Zorn Julia, Schwamberger Sabine, Panzer Werner, Adler Heiko, Kolb Hans-Jochem
Helmholtz Zentrum München - National Research Center for Environmental Health, Institute of Molecular Immunology, Clinical Cooperation Group Hematopoietic Cell Transplantation, Marchioninistrasse 25, D-81377 Munich, Germany.
Vet Immunol Immunopathol. 2011 Nov 15;144(1-2):27-35. doi: 10.1016/j.vetimm.2011.06.036. Epub 2011 Jul 2.
Human leukocyte antigen (HLA)-haploidentical stem cell transplantation is an opportunity for nearly all patients lacking an HLA matched stem cell donor. However, graft rejection and graft-versus-host disease (GvHD) as well as infectious complications still result in high treatment-related mortality. Here, we used the dog as a preclinical model for the study of tolerance induction with the aim to optimize and to improve a clinical protocol of haploidentical stem cell transplantation. For this purpose CD6-depleted peripheral blood stem cells (PBSCs) were transfused 6d after transplantation of unmodified bone marrow from dog leukocyte antigen (DLA)-haploidentical littermate donors in order to induce immune tolerance. Besides hematopoietic stem cells CD6-depleted PBSC contain, NK cells and a minority of suppressive CD8-positive cells that may suppress activated T lymphocytes. Recipients were conditioned with, cyclophosphamide and antithymocyte globulin (ATG) preceded by a transfusion of donor buffy coat and either 1, 2 or 3 × 3.3 Gy total body irradiation (TBI). Postgrafting immunosuppression was limited to 30 d of cyclosporine and methotrexate. The additional administration of CD6-depleted PBSCs after unmodified marrow could not prevent GvHD, but it may improve engraftment and chimerism after conditioning with 2 × 3.3 Gy TBI. Reasons for incomplete suppression and possible improvements for clinical applications are discussed.

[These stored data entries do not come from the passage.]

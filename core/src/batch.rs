//! Batch framing and deframing.
//!
//! # Design
//! A batch is N form-encoded request bodies joined by `BATCH_SEPARATOR`; the
//! response is N JSON documents joined the same way, chunk *i* answering
//! request *i*. Each chunk is decoded and classified on its own so one bad
//! slot does not hide the others.
//!
//! The separator is not escaped inside bodies. Escaping would break
//! compatibility with the gateway, so a body that contains it is sent as-is.

use serde_json::Value;
use tracing::warn;

use crate::classify::classify;
use crate::error::ApiError;

pub const BATCH_SEPARATOR: &str = "\r\n-S-\r\n";

/// Outcome of one slot of a batch call.
pub type BatchResult = Result<Value, ApiError>;

/// Join bodies with the separator between consecutive entries.
pub fn frame<S: AsRef<str>>(bodies: &[S]) -> String {
    let mut framed = String::new();
    for (i, body) in bodies.iter().enumerate() {
        if i > 0 {
            framed.push_str(BATCH_SEPARATOR);
        }
        framed.push_str(body.as_ref());
    }
    framed
}

/// Split a batch response into per-slot results.
///
/// When the gateway answers a batch with one common error instead of one
/// chunk per request, that error is returned as the call's failure. Any
/// other count mismatch is returned as-is.
pub fn deframe(body: &str, expected: usize) -> Result<Vec<BatchResult>, ApiError> {
    let mut results: Vec<BatchResult> = body.split(BATCH_SEPARATOR).map(decode_chunk).collect();

    if results.len() != expected {
        if results.len() == 1 && results[0].is_err() {
            if let Some(Err(err)) = results.pop() {
                return Err(err);
            }
        }
        warn!(expected, received = results.len(), "batch response chunk count mismatch");
    }
    Ok(results)
}

fn decode_chunk(chunk: &str) -> BatchResult {
    let value: Value = serde_json::from_str(chunk).map_err(|e| ApiError::DeserializationError(e.to_string()))?;
    classify(&value)?;
    Ok(value)
}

人类白细胞抗原(HLA)单倍型相合干细胞移植为几乎所有缺乏HLA匹配干细胞供体的患者提供了机会。然而,移植物排斥、移植物抗宿主病(GvHD)以及感染并发症仍然导致较高的治疗相关死亡率。在此,我们将犬作为临床前模型用于研究耐受性诱导,旨在优化和改进单倍型相合干细胞移植的临床方案。为此,在移植来自犬白细胞抗原(DLA)单倍型相合同窝供体的未修饰骨髓6天后,输注去除CD6的外周血干细胞(PBSC)以诱导免疫耐受。除造血干细胞外,去除CD6的PBSC含有NK细胞和少数可能抑制活化T淋巴细胞的抑制性CD8阳性细胞。受体接受环磷酰胺和抗胸腺细胞球蛋白(ATG)预处理,预处理前先输注供体白膜层,并给予1次、2次或3次共3.3 Gy的全身照射(TBI)。移植后免疫抑制限于使用30天的环孢素和甲氨蝶呤。在未修饰骨髓后额外给予去除CD6的PBSC不能预防GvHD,但在用2×3.3 Gy TBI预处理后可能改善植入和嵌合状态。文中讨论了抑制不完全的原因以及临床应用中可能的改进措施。